Avant d'accepter de prendre la parole dans ce débat, au demeurant passionnant et essentiel dans un État de droit au pouvoir judiciaire indépendant, je me suis longuement interrogé sur son caractère raisonnable et sur les risques que j'allais prendre ou pas à aborder ce sujet. Le doute venait du fait que, depuis trop longtemps, interventionnisme politique et immixtion du juge dans le débat politique avaient abouti à des dérives, là où la nécessaire indépendance du juge implique sa totale impartialité pour un bon fonctionnement des institutions.
En 2013, la loi Taubira a mis un terme à la première dérive en supprimant les instructions individuelles : ainsi l'indépendance du parquet vis-à-vis de l'exécutif était-elle assurée. Pour ce qui est de l'impartialité, la question reste particulièrement prégnante, comme ont permis de le souligner les travaux de cette commission d'enquête.

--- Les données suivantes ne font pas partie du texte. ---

use std::collections::HashMap;

use axum::{
    http::StatusCode,
    routing::{get, post},
    Extension, Json, Router,
};
use bookclub_authz::{guard, Resource};
use bookclub_http::{AppError, CurrentUser, JsonBody, PathParam};
use sea_orm::DatabaseConnection;
use serde_json::Value;

use super::club_book;
use super::entity::{self, ClubChanges};
use super::models::{AverageBooksRead, ClubDto, ClubPatch, CreateClub};
use crate::modules::books::{entity as book_entity, models::BookSummary};
use crate::modules::users::{caller_account, entity as user_entity};
use crate::utils::{message, StoreResultExt};

pub const ALREADY_IN_CLUB: &str = "Book is already in this club";

pub fn router() -> Router {
    Router::new()
        .route("/clubs", get(list_clubs).post(register_club))
        .route("/clubs/average-books-read", get(average_books_read))
        .route("/clubs/addbook/{name}/{title}", post(add_book))
        .route(
            "/clubs/{name}",
            get(get_club).put(edit_club).delete(delete_club),
        )
}

async fn load_club(db: &DatabaseConnection, name: &str) -> Result<entity::Model, AppError> {
    Ok(guard::found(
        entity::find_by_name(db, name).await.internal("load club")?,
        Resource::Club,
    )?)
}

async fn register_club(
    Extension(db): Extension<DatabaseConnection>,
    caller: CurrentUser,
    JsonBody(req): JsonBody<CreateClub>,
) -> Result<(StatusCode, Json<Value>), AppError> {
    let account = caller_account(&db, &caller).await?;
    guard::require_text(&req.name, "name")?;

    let holder = entity::find_by_name(&db, &req.name)
        .await
        .internal("check name")?
        .map(|c| c.id);
    guard::ensure_unique(holder, None, Resource::Club)?;

    let club = entity::create(&db, req.name, account.id)
        .await
        .unique(Resource::Club, "save club")?;

    tracing::info!(club_id = club.id, name = %club.name, "club registered");
    Ok((StatusCode::CREATED, message("Club created successfully")))
}

/// Every club with its owner and books: one query per table.
async fn list_clubs(
    Extension(db): Extension<DatabaseConnection>,
) -> Result<Json<Vec<ClubDto>>, AppError> {
    let clubs = entity::find_all(&db).await.internal("list clubs")?;
    let club_ids = clubs.iter().map(|c| c.id).collect();
    let mut owner_ids: Vec<i32> = clubs.iter().map(|c| c.owner_id).collect();
    owner_ids.sort_unstable();
    owner_ids.dedup();

    let links = club_book::links_for_clubs(&db, club_ids)
        .await
        .internal("list club books")?;
    let mut book_ids: Vec<i32> = links.iter().map(|l| l.book_id).collect();
    book_ids.sort_unstable();
    book_ids.dedup();

    let owners: HashMap<i32, String> = user_entity::find_by_ids(&db, owner_ids)
        .await
        .internal("list owners")?
        .into_iter()
        .map(|u| (u.id, u.email))
        .collect();
    let books: HashMap<i32, book_entity::Model> = book_entity::find_by_ids(&db, book_ids)
        .await
        .internal("list books")?
        .into_iter()
        .map(|b| (b.id, b))
        .collect();

    let mut shelves: HashMap<i32, Vec<BookSummary>> = HashMap::new();
    for link in links {
        if let Some(book) = books.get(&link.book_id) {
            shelves
                .entry(link.club_id)
                .or_default()
                .push(BookSummary::from(book.clone()));
        }
    }

    let clubs = clubs
        .into_iter()
        .map(|club| ClubDto {
            owner: owners.get(&club.owner_id).cloned().unwrap_or_default(),
            books: shelves.remove(&club.id).unwrap_or_default(),
            id: club.id,
            name: club.name,
            owner_id: club.owner_id,
        })
        .collect();
    Ok(Json(clubs))
}

async fn get_club(
    Extension(db): Extension<DatabaseConnection>,
    PathParam(name): PathParam<String>,
) -> Result<Json<ClubDto>, AppError> {
    let club = load_club(&db, &name).await?;
    let owner = user_entity::find_by_id(&db, club.owner_id)
        .await
        .internal("load owner")?
        .map(|u| u.email)
        .unwrap_or_default();
    let books = club_book::books_for_club(&db, club.id)
        .await
        .internal("list club books")?;

    Ok(Json(ClubDto {
        id: club.id,
        name: club.name,
        owner_id: club.owner_id,
        owner,
        books: books.into_iter().map(BookSummary::from).collect(),
    }))
}

async fn edit_club(
    Extension(db): Extension<DatabaseConnection>,
    caller: CurrentUser,
    PathParam(name): PathParam<String>,
    JsonBody(patch): JsonBody<ClubPatch>,
) -> Result<Json<Value>, AppError> {
    let account = caller_account(&db, &caller).await?;
    let club = load_club(&db, &name).await?;
    guard::ensure_owner(&account.id, &club.owner_id)?;
    guard::ensure_not_empty(&patch)?;

    if let Some(new_name) = &patch.name {
        guard::require_text(new_name, "name")?;
        let holder = entity::find_by_name(&db, new_name)
            .await
            .internal("check name")?
            .map(|c| c.id);
        guard::ensure_unique(holder, Some(club.id), Resource::Club)?;
    }
    if let Some(new_owner) = patch.owner_id {
        let exists = user_entity::find_by_id(&db, new_owner)
            .await
            .internal("check user")?
            .is_some();
        guard::ensure_exists(exists, Resource::User)?;
    }

    let changes = ClubChanges {
        name: patch.name,
        owner_id: patch.owner_id,
    };
    entity::update(&db, club.id, changes)
        .await
        .unique(Resource::Club, "save club")?;

    tracing::info!(club_id = club.id, "club edited");
    Ok(message("Club edited successfully"))
}

async fn delete_club(
    Extension(db): Extension<DatabaseConnection>,
    caller: CurrentUser,
    PathParam(name): PathParam<String>,
) -> Result<Json<Value>, AppError> {
    let account = caller_account(&db, &caller).await?;
    let club = load_club(&db, &name).await?;
    guard::ensure_owner(&account.id, &club.owner_id)?;

    if !entity::delete(&db, club.id).await.internal("delete club")? {
        return Err(guard::GuardError::NotFound(Resource::Club).into());
    }

    tracing::info!(club_id = club.id, name = %club.name, "club deleted");
    Ok(message("Club deleted successfully"))
}

/// Only the club owner may attach books; any registered book can be attached.
async fn add_book(
    Extension(db): Extension<DatabaseConnection>,
    caller: CurrentUser,
    PathParam((name, title)): PathParam<(String, String)>,
) -> Result<Json<Value>, AppError> {
    let account = caller_account(&db, &caller).await?;
    let club = load_club(&db, &name).await?;
    guard::ensure_owner(&account.id, &club.owner_id)?;
    let book = guard::found(
        book_entity::find_by_title(&db, &title)
            .await
            .internal("load book")?,
        Resource::Book,
    )?;

    if club_book::link_exists(&db, club.id, book.id)
        .await
        .internal("check club book")?
    {
        return Err(AppError::conflict(ALREADY_IN_CLUB));
    }
    club_book::link(&db, club.id, book.id)
        .await
        .duplicate(ALREADY_IN_CLUB, "link book to club")?;

    tracing::info!(club_id = club.id, book_id = book.id, "book added to club");
    Ok(message("Book added to club successfully"))
}

async fn average_books_read(
    Extension(db): Extension<DatabaseConnection>,
) -> Result<Json<AverageBooksRead>, AppError> {
    let clubs = entity::find_all(&db).await.internal("list clubs")?;
    let links = club_book::find_all(&db).await.internal("list club books")?;

    Ok(Json(AverageBooksRead::from_counts(links.len(), clubs.len())))
}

Les déclarations faites au cours des auditions sur les conditions de nomination du juge d'instruction dans l'affaire dite Fillon, comme celles relatives aux demandes de remontées d'informations au sein du parquet, conduisent inévitablement à s'interroger sur la sérénité qui devrait présider à la gestion des affaires et donc sur l'impartialité nécessaire à toute prise de décision.
Il n'est pas non plus admissible de voir des magistrats se prononcer publiquement sur des affaires en cours, voire non encore ouvertes, surtout quand ces mêmes magistrats sont ceux qui devront décider de l'opportunité ou non des poursuites.

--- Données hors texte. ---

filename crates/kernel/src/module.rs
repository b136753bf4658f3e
use async_trait::async_trait;
use axum::Router;
use sea_orm::DatabaseConnection;

/// Context provided to modules during initialization
pub struct InitCtx<'a> {
    pub settings: &'a crate::settings::Settings,
    pub db: &'a DatabaseConnection,
}

/// Schema migration contributed by a module.
///
/// `up` may hold several `;`-separated statements; they are applied in order
/// and the migration is recorded once all of them succeed.
#[derive(Debug, Clone)]
pub struct Migration {
    pub id: &'static str,
    pub up: &'static str,
}

/// Core module trait that every resource module implements
#[async_trait]
pub trait Module: Sync + Send {
    /// Unique name for this module
    fn name(&self) -> &'static str;

    /// Initialize the module with the provided context.
    /// Called after migrations have been applied.
    async fn init(&self, _ctx: &InitCtx<'_>) -> anyhow::Result<()> {
        Ok(())
    }

    /// Return the Axum router for this module's routes.
    /// Paths are absolute; routers are merged at the server root.
    fn routes(&self) -> Router {
        Router::new()
    }

    /// Return an OpenAPI fragment (`paths` and `components.schemas`) as JSON
    fn openapi(&self) -> Option<serde_json::Value> {
        None
    }

    /// Return migrations contributed by this module, in execution order
    fn migrations(&self) -> Vec<Migration> {
        vec![]
    }

    /// Called once every module has been initialized
    async fn start(&self, _ctx: &InitCtx<'_>) -> anyhow::Result<()> {
        Ok(())
    }

    /// Called during application shutdown
    async fn stop(&self) -> anyhow::Result<()> {
        Ok(())
    }
}
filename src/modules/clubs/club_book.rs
//! Club to book association rows.

use sea_orm::entity::prelude::*;
use sea_orm::{QueryOrder, Set};

use crate::modules::books::entity as book_entity;

#[derive(Clone, Debug, PartialEq, Eq, DeriveEntityModel)]
#[sea_orm(table_name = "club_books")]
pub struct Model {
    #[sea_orm(primary_key, auto_increment = false)]
    pub club_id: i32,
    #[sea_orm(primary_key, auto_increment = false)]
    pub book_id: i32,
}

#[derive(Copy, Clone, Debug, EnumIter, DeriveRelation)]
pub enum Relation {}

impl ActiveModelBehavior for ActiveModel {}

pub async fn find_all(db: &DatabaseConnection) -> Result<Vec<Model>, DbErr> {
    Entity::find()
        .order_by_asc(Column::ClubId)
        .order_by_asc(Column::BookId)
        .all(db)
        .await
}

pub async fn link_exists(db: &DatabaseConnection, club_id: i32, book_id: i32) -> Result<bool, DbErr> {
    Ok(Entity::find_by_id((club_id, book_id)).one(db).await?.is_some())
}

pub async fn link(db: &DatabaseConnection, club_id: i32, book_id: i32) -> Result<(), DbErr> {
    Entity::insert(ActiveModel {
        club_id: Set(club_id),
        book_id: Set(book_id),
    })
    .exec_without_returning(db)
    .await?;
    Ok(())
}

/// Links of several clubs in one query.
pub async fn links_for_clubs(db: &DatabaseConnection, club_ids: Vec<i32>) -> Result<Vec<Model>, DbErr> {
    if club_ids.is_empty() {
        return Ok(Vec::new());
    }
    Entity::find()
        .filter(Column::ClubId.is_in(club_ids))
        .order_by_asc(Column::BookId)
        .all(db)
        .await
}

/// Books attached to a club, in book id order.
pub async fn books_for_club(db: &DatabaseConnection, club_id: i32) -> Result<Vec<book_entity::Model>, DbErr> {
    let book_ids = links_for_clubs(db, vec![club_id])
        .await?
        .into_iter()
        .map(|link| link.book_id)
        .collect();
    book_entity::find_by_ids(db, book_ids).await
}
use bookclub_authz::Patch;
use chrono::{DateTime, Utc};
use serde::{Deserialize, Serialize};

use super::entity;
use crate::modules::reviews::entity as review_entity;

/// Body of `POST /books`. The registering user comes from the token.
#[derive(Debug, Clone, Deserialize)]
pub struct CreateBook {
    pub title: String,
    pub description: String,
    pub gender: String,
}

#[derive(Debug, Clone, Default, Deserialize)]
pub struct BookPatch {
    pub title: Option<String>,
    pub description: Option<String>,
    pub gender: Option<String>,
    /// Hand the book over to another registered user, by email
    pub registered_by: Option<String>,
}

impl Patch for BookPatch {
    fn is_empty(&self) -> bool {
        self.title.is_none()
            && self.description.is_none()
            && self.gender.is_none()
            && self.registered_by.is_none()
    }
}

/// Review as embedded in a book view; the book title is implied.
#[derive(Debug, Clone, Serialize)]
pub struct BookReview {
    pub id: i32,
    pub rating: i32,
    pub comment: Option<String>,
    pub user_email: String,
    pub created_at: DateTime<Utc>,
}

impl From<review_entity::Model> for BookReview {
    fn from(review: review_entity::Model) -> Self {
        Self {
            id: review.id,
            rating: review.rating,
            comment: review.comment,
            user_email: review.user_email,
            created_at: review.created_at,
        }
    }
}

#[derive(Debug, Clone, Serialize)]
pub struct BookDto {
    pub id: i32,
    pub title: String,
    pub description: String,
    pub gender: String,
    pub registered_by: String,
    pub reviews: Vec<BookReview>,
}

impl BookDto {
    pub fn new(book: entity::Model, reviews: Vec<review_entity::Model>) -> Self {
        Self {
            id: book.id,
            title: book.title,
            description: book.description,
            gender: book.gender,
            registered_by: book.registered_by,
            reviews: reviews.into_iter().map(BookReview::from).collect(),
        }
    }
}

/// Book as listed inside a club, without its reviews.
#[derive(Debug, Clone, Serialize)]
pub struct BookSummary {
    pub id: i32,
    pub title: String,
    pub description: String,
    pub gender: String,
    pub registered_by: String,
}

impl From<entity::Model> for BookSummary {
    fn from(book: entity::Model) -> Self {
        Self {
            id: book.id,
            title: book.title,
            description: book.description,
            gender: book.gender,
            registered_by: book.registered_by,
        }
    }
}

Les fuites, organisées ou non, les communiqués de presse sont autant d'éléments de nature à induire le doute ou l'erreur dans l'esprit de nos concitoyens : l'indispensable confiance que nous devons avoir dans notre justice passe nécessairement par la sagesse dont elle doit faire preuve. Dans cette société hypermédiatisée, il est certes frustrant de ne pouvoir prendre part au débat public, mais avoir fait le choix d'embrasser la belle profession de magistrat implique un devoir de réserve. Le juge ne peut et ne doit pas devenir acteur, à moins d'entacher la crédibilité de l'ensemble de notre système judiciaire. Quant au politique, il doit se garder de toute ingérence dans le fonctionnement de celui-ci.

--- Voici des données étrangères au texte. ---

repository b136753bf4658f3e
pub mod module;
pub mod registry;
pub mod settings;

pub use module::{InitCtx, Migration, Module};
pub use registry::ModuleRegistry;
//! Application assembly: registry, database, authenticator and router.

use std::sync::Arc;

use anyhow::Context;
use axum::Router;
use bookclub_authz::Authenticator;
use bookclub_http::Services;
use bookclub_kernel::{settings::Settings, InitCtx, ModuleRegistry};
use sea_orm::DatabaseConnection;

use crate::modules;

/// A migrated database with every module initialized and started.
pub struct App {
    pub registry: ModuleRegistry,
    pub db: DatabaseConnection,
    pub auth: Arc<Authenticator>,
}

impl App {
    pub fn router(&self, settings: &Settings) -> Router {
        bookclub_http::build_router(
            &self.registry,
            settings,
            Services {
                db: self.db.clone(),
                auth: Arc::clone(&self.auth),
            },
        )
    }
}

pub fn build_registry() -> anyhow::Result<ModuleRegistry> {
    let mut registry = ModuleRegistry::new();
    modules::register_all(&mut registry)?;
    Ok(registry)
}

/// Connect, migrate, then run the module lifecycle up to `start`.
pub async fn prepare(settings: &Settings) -> anyhow::Result<App> {
    let registry = build_registry()?;
    let db = bookclub_db::connect(&settings.database).await?;

    let applied = bookclub_db::migrate(&db, &registry.collect_migrations()).await?;
    tracing::info!(applied, modules = registry.module_count(), "database ready");

    let auth = Authenticator::from_settings(&settings.auth)
        .context("failed to build authenticator")?;

    let ctx = InitCtx {
        settings,
        db: &db,
    };
    registry.init_modules(&ctx).await?;
    registry.start_modules(&ctx).await?;

    Ok(App {
        registry,
        db,
        auth: Arc::new(auth),
    })
}

/// Apply pending migrations and return how many ran.
pub async fn migrate(settings: &Settings) -> anyhow::Result<usize> {
    let registry = build_registry()?;
    let db = bookclub_db::connect(&settings.database).await?;
    let applied = bookclub_db::migrate(&db, &registry.collect_migrations()).await?;
    db.close().await.context("failed to close database")?;
    Ok(applied)
}

/// Run the HTTP server until a shutdown signal, then stop modules.
pub async fn serve(settings: &Settings) -> anyhow::Result<()> {
    let app = prepare(settings).await?;
    let router = app.router(settings);

    bookclub_http::start_server(router, settings).await?;

    app.registry.stop_modules().await?;
    app.db.close().await.context("failed to close database")?;
    Ok(())
}
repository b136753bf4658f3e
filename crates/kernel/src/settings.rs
use std::path::PathBuf;

use anyhow::{anyhow, Context};
use serde::{Deserialize, Serialize};

const DEFAULT_ENV: &str = "local";
const ENV_VAR_NAME: &str = "BOOKCLUB_ENV";
const CONFIG_DIR_ENV: &str = "BOOKCLUB_CONFIG_DIR";

/// Signing secret used when nothing is configured. Refused in production.
pub const DEV_JWT_SECRET: &str = "bookclub-development-secret";

/// Longest accepted token lifetime: one year.
pub const MAX_TOKEN_TTL_MINUTES: u64 = 60 * 24 * 365;

/// Deployment environment the application is running in.
#[derive(Debug, Clone, Serialize, Deserialize, PartialEq, Eq, Default)]
#[serde(rename_all = "lowercase")]
pub enum Environment {
    #[default]
    Local,
    Staging,
    Production,
}

/// Top-level configuration structure loaded from layered sources.
#[derive(Debug, Clone, Deserialize, Default)]
pub struct Settings {
    #[serde(default)]
    pub environment: Environment,
    #[serde(default)]
    pub server: ServerSettings,
    #[serde(default)]
    pub database: DatabaseSettings,
    #[serde(default)]
    pub telemetry: TelemetrySettings,
    #[serde(default)]
    pub auth: AuthSettings,
}

impl Settings {
    /// Load configuration by layering `.env`, base file, environment overlay
    /// and `BOOKCLUB_*` variables (nested keys separated by `__`).
    pub fn load() -> anyhow::Result<Self> {
        // Allow missing `.env` files without failing.
        let _ = dotenvy::dotenv();

        let environment = std::env::var(ENV_VAR_NAME).unwrap_or_else(|_| DEFAULT_ENV.to_string());
        let config_dir = match std::env::var(CONFIG_DIR_ENV) {
            Ok(dir) => PathBuf::from(dir),
            Err(_) => std::env::current_dir()
                .with_context(|| "unable to resolve current directory")?
                .join("config"),
        };

        let base_path = config_dir.join("base.toml");
        let environment_path = config_dir.join(format!("{}.toml", environment));

        let builder = config::Config::builder()
            .add_source(config::File::from(base_path).required(false))
            .add_source(config::File::from(environment_path).required(false))
            .add_source(
                config::Environment::with_prefix("BOOKCLUB")
                    .prefix_separator("_")
                    .separator("__"),
            );

        let cfg = builder
            .build()
            .with_context(|| "failed to build configuration")?;

        let mut settings: Settings = cfg
            .try_deserialize()
            .with_context(|| "failed to deserialize configuration")?;

        settings.environment = parse_environment(&environment)?;
        settings.validate()?;

        Ok(settings)
    }

    /// Reject combinations that are unsafe to run with.
    pub fn validate(&self) -> anyhow::Result<()> {
        if self.environment == Environment::Production && self.auth.jwt_secret == DEV_JWT_SECRET {
            return Err(anyhow!(
                "auth.jwt_secret must be configured in production (set BOOKCLUB_AUTH__JWT_SECRET)"
            ));
        }
        if self.auth.token_ttl_minutes == 0 {
            return Err(anyhow!("auth.token_ttl_minutes must be greater than zero"));
        }
        if self.auth.token_ttl_minutes > MAX_TOKEN_TTL_MINUTES {
            return Err(anyhow!(
                "auth.token_ttl_minutes must be at most {} (one year)",
                MAX_TOKEN_TTL_MINUTES
            ));
        }
        Ok(())
    }
}

fn parse_environment(value: &str) -> anyhow::Result<Environment> {
    match value {
        "local" => Ok(Environment::Local),
        "staging" => Ok(Environment::Staging),
        "production" => Ok(Environment::Production),
        other => Err(anyhow!(
            "unsupported environment '{}'; expected local/staging/production",
            other
        )),
    }
}

#[derive(Debug, Clone, Serialize, Deserialize)]
pub struct ServerSettings {
    #[serde(default = "ServerSettings::default_host")]
    pub host: String,
    #[serde(default = "ServerSettings::default_port")]
    pub port: u16,
    #[serde(default = "ServerSettings::default_request_timeout_ms")]
    pub request_timeout_ms: u64,
}

impl ServerSettings {
    fn default_host() -> String {
        "0.0.0.0".to_string()
    }

    fn default_port() -> u16 {
        8080
    }

    fn default_request_timeout_ms() -> u64 {
        15000
    }
}

impl Default for ServerSettings {
    fn default() -> Self {
        Self {
            host: Self::default_host(),
            port: Self::default_port(),
            request_timeout_ms: Self::default_request_timeout_ms(),
        }
    }
}

#[derive(Debug, Clone, Serialize, Deserialize)]
pub struct DatabaseSettings {
    #[serde(default = "DatabaseSettings::default_url")]
    pub url: String,
    #[serde(default = "DatabaseSettings::default_max_connections")]
    pub max_connections: u32,
}

impl DatabaseSettings {
    fn default_url() -> String {
        "sqlite://bookclub.db?mode=rwc".to_string()
    }

    fn default_max_connections() -> u32 {
        8
    }

    /// Settings for a throwaway in-memory database.
    pub fn in_memory() -> Self {
        Self {
            url: "sqlite::memory:".to_string(),
            max_connections: 1,
        }
    }
}

impl Default for DatabaseSettings {
    fn default() -> Self {
        Self {
            url: Self::default_url(),
            max_connections: Self::default_max_connections(),
        }
    }
}

#[derive(Debug, Clone, Serialize, Deserialize)]
pub struct TelemetrySettings {
    #[serde(default)]
    pub log_format: LogFormat,
    /// `EnvFilter` directive; `RUST_LOG` takes precedence when set.
    #[serde(default = "TelemetrySettings::default_filter")]
    pub filter: String,
}

impl TelemetrySettings {
    fn default_filter() -> String {
        "info,tower_http=info,sqlx=warn".to_string()
    }
}

impl Default for TelemetrySettings {
    fn default() -> Self {
        Self {
            log_format: LogFormat::Pretty,
            filter: Self::default_filter(),
        }
    }
}

#[derive(Debug, Clone, Serialize, Deserialize, PartialEq, Eq, Default)]
#[serde(rename_all = "lowercase")]
pub enum LogFormat {
    #[default]
    Pretty,
    Json,
}

#[derive(Debug, Clone, Deserialize)]
pub struct AuthSettings {
    #[serde(default = "AuthSettings::default_jwt_secret")]
    pub jwt_secret: String,
    #[serde(default = "AuthSettings::default_token_ttl_minutes")]
    pub token_ttl_minutes: u64,
    #[serde(default)]
    pub password_hash: PasswordHashSettings,
}

impl AuthSettings {
    fn default_jwt_secret() -> String {
        DEV_JWT_SECRET.to_string()
    }

    fn default_token_ttl_minutes() -> u64 {
        15
    }
}

impl Default for AuthSettings {
    fn default() -> Self {
        Self {
            jwt_secret: Self::default_jwt_secret(),
            token_ttl_minutes: Self::default_token_ttl_minutes(),
            password_hash: PasswordHashSettings::default(),
        }
    }
}

/// Argon2id cost parameters.
#[derive(Debug, Clone, Serialize, Deserialize)]
pub struct PasswordHashSettings {
    #[serde(default = "PasswordHashSettings::default_memory_kib")]
    pub memory_kib: u32,
    #[serde(default = "PasswordHashSettings::default_iterations")]
    pub iterations: u32,
    #[serde(default = "PasswordHashSettings::default_parallelism")]
    pub parallelism: u32,
}

impl PasswordHashSettings {
    fn default_memory_kib() -> u32 {
        19 * 1024
    }

    fn default_iterations() -> u32 {
        2
    }

    fn default_parallelism() -> u32 {
        1
    }

    /// Cheapest parameters argon2 accepts; for tests only.
    pub fn minimal() -> Self {
        Self {
            memory_kib: 8,
            iterations: 1,
            parallelism: 1,
        }
    }
}

impl Default for PasswordHashSettings {
    fn default() -> Self {
        Self {
            memory_kib: Self::default_memory_kib(),
            iterations: Self::default_iterations(),
            parallelism: Self::default_parallelism(),
        }
    }
}

#[cfg(test)]
mod tests {
    use super::*;

    #[test]
    fn default_environment_is_local() {
        let settings = Settings::default();
        assert_eq!(settings.environment, Environment::Local);
    }

    #[test]
    fn default_database_is_local_sqlite_file() {
        let settings = Settings::default();
        assert_eq!(settings.database.url, "sqlite://bookclub.db?mode=rwc");
    }

    #[test]
    fn production_requires_real_secret() {
        let mut settings = Settings {
            environment: Environment::Production,
            ..Settings::default()
        };
        assert!(settings.validate().is_err());

        settings.auth.jwt_secret = "s3cr3t-from-vault".to_string();
        assert!(settings.validate().is_ok());
    }

    #[test]
    fn zero_token_ttl_is_rejected() {
        let mut settings = Settings::default();
        settings.auth.token_ttl_minutes = 0;
        assert!(settings.validate().is_err());
    }

    #[test]
    fn token_ttl_is_capped_at_one_year() {
        let mut settings = Settings::default();
        settings.auth.token_ttl_minutes = MAX_TOKEN_TTL_MINUTES;
        assert!(settings.validate().is_ok());

        settings.auth.token_ttl_minutes = MAX_TOKEN_TTL_MINUTES + 1;
        assert!(settings.validate().is_err());
        settings.auth.token_ttl_minutes = u64::MAX;
        assert!(settings.validate().is_err());
    }

    #[test]
    fn unknown_environment_is_rejected() {
        assert!(parse_environment("qa").is_err());
        assert_eq!(parse_environment("staging").unwrap(), Environment::Staging);
    }
}
use bookclub_authz::Patch;
use once_cell::sync::Lazy;
use regex::Regex;
use serde::{Deserialize, Serialize};

use super::entity;

static EMAIL_RE: Lazy<Regex> = Lazy::new(|| {
    Regex::new(r"^[a-zA-Z0-9_.+-]+@[a-zA-Z0-9-]+\.[a-zA-Z0-9.-]+$").expect("email regex is valid")
});

/// Whether `email` has the `local@domain.tld` shape accepted at registration.
pub fn is_valid_email(email: &str) -> bool {
    EMAIL_RE.is_match(email)
}

/// Body of `POST /register` and `POST /login`.
#[derive(Debug, Clone, Deserialize)]
pub struct Credentials {
    pub email: String,
    pub password: String,
}

#[derive(Debug, Clone, Default, Deserialize)]
pub struct UserPatch {
    pub email: Option<String>,
    pub password: Option<String>,
}

impl Patch for UserPatch {
    fn is_empty(&self) -> bool {
        self.email.is_none() && self.password.is_none()
    }
}

/// Public view of a user; never carries the password hash.
#[derive(Debug, Clone, Serialize)]
pub struct UserDto {
    pub id: i32,
    pub email: String,
}

impl From<entity::Model> for UserDto {
    fn from(user: entity::Model) -> Self {
        Self {
            id: user.id,
            email: user.email,
        }
    }
}

#[derive(Debug, Clone, Serialize)]
pub struct TokenResponse {
    pub access_token: String,
    pub token_type: &'static str,
}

Les inéligibilités liées aux fonctions occupées, prévues par le code électoral, sont l'illustration de la volonté du législateur et de la société de ne pas voir le juge prendre part au débat politique. Certes, nous pouvons encore progresser en la matière et le rapport de la commission d'enquête ébauche à cet égard de nombreuses pistes.
Pour couper court à tout débat et légitimer dans sa fonction le ministre de la justice, garde des sceaux, nous avons proposé que sa nomination intervienne sur proposition, et après avis conforme à la majorité des trois cinquièmes, des commissions parlementaires compétentes. Ce système, déjà éprouvé, permettrait d'asseoir la légitimité du ministre de la justice dans sa mission qui est la sienne sur la reconnaissance de ses qualités par la représentation nationale.
Il faut d'autre part lever définitivement la confusion induite par l'illisibilité entre le parquet et le siège : la formation, un statut et des robes identiques, ainsi que des carrières faites de passage de l'un à l'autre des postes, parfois dans la même juridiction, ne sont pas de nature à permettre aux justiciables de comprendre notre système. Le progrès en matière d'indépendance de la justice passera donc par l'absence de transversalité entre le parquet et le siège, par la distinction des formations et par celle des carrières.
Enfin, l'indépendance dans l'exercice de la mission est, seule, susceptible d'engendrer la confiance du peuple dans l'institution, confiance qu'il ne peut lui accorder aveuglément. Pour couper court aux doutes, à la défiance et aux fantasmes, l'institution judiciaire doit se montrer responsable et transparente. Parce que rendre la justice au nom du peuple français implique un peu de pédagogie et beaucoup de transparence, nous avons ainsi proposé l'organisation de débats départementaux, au cours desquels, dans un souci de proximité, les magistrats viendraient, devant des citoyens tirés au sort sur les listes électorales, rendre compte de leur activité annuelle et l'expliquer, ce qui permettrait de les rassurer.
Le sujet est inépuisable, mais il est déterminant pour la paix sociale, qui requiert non une justice politique, non une république des justes, mais simplement une justice républicaine indépendante et rendue au nom du peuple.
Tandis que je préparais cette intervention, me sont venus à l'esprit les mots d'un homme qu'il peut paraître incongru de citer ici mais qui illustrent parfaitement l'indispensable confiance qui doit exister entre le juge, le politique et les hommes : « Ne demandez pas à un homme d'être raisonnable quand, justement, la justice et le gouvernement ne le sont pas » disait Jacques Mesrine.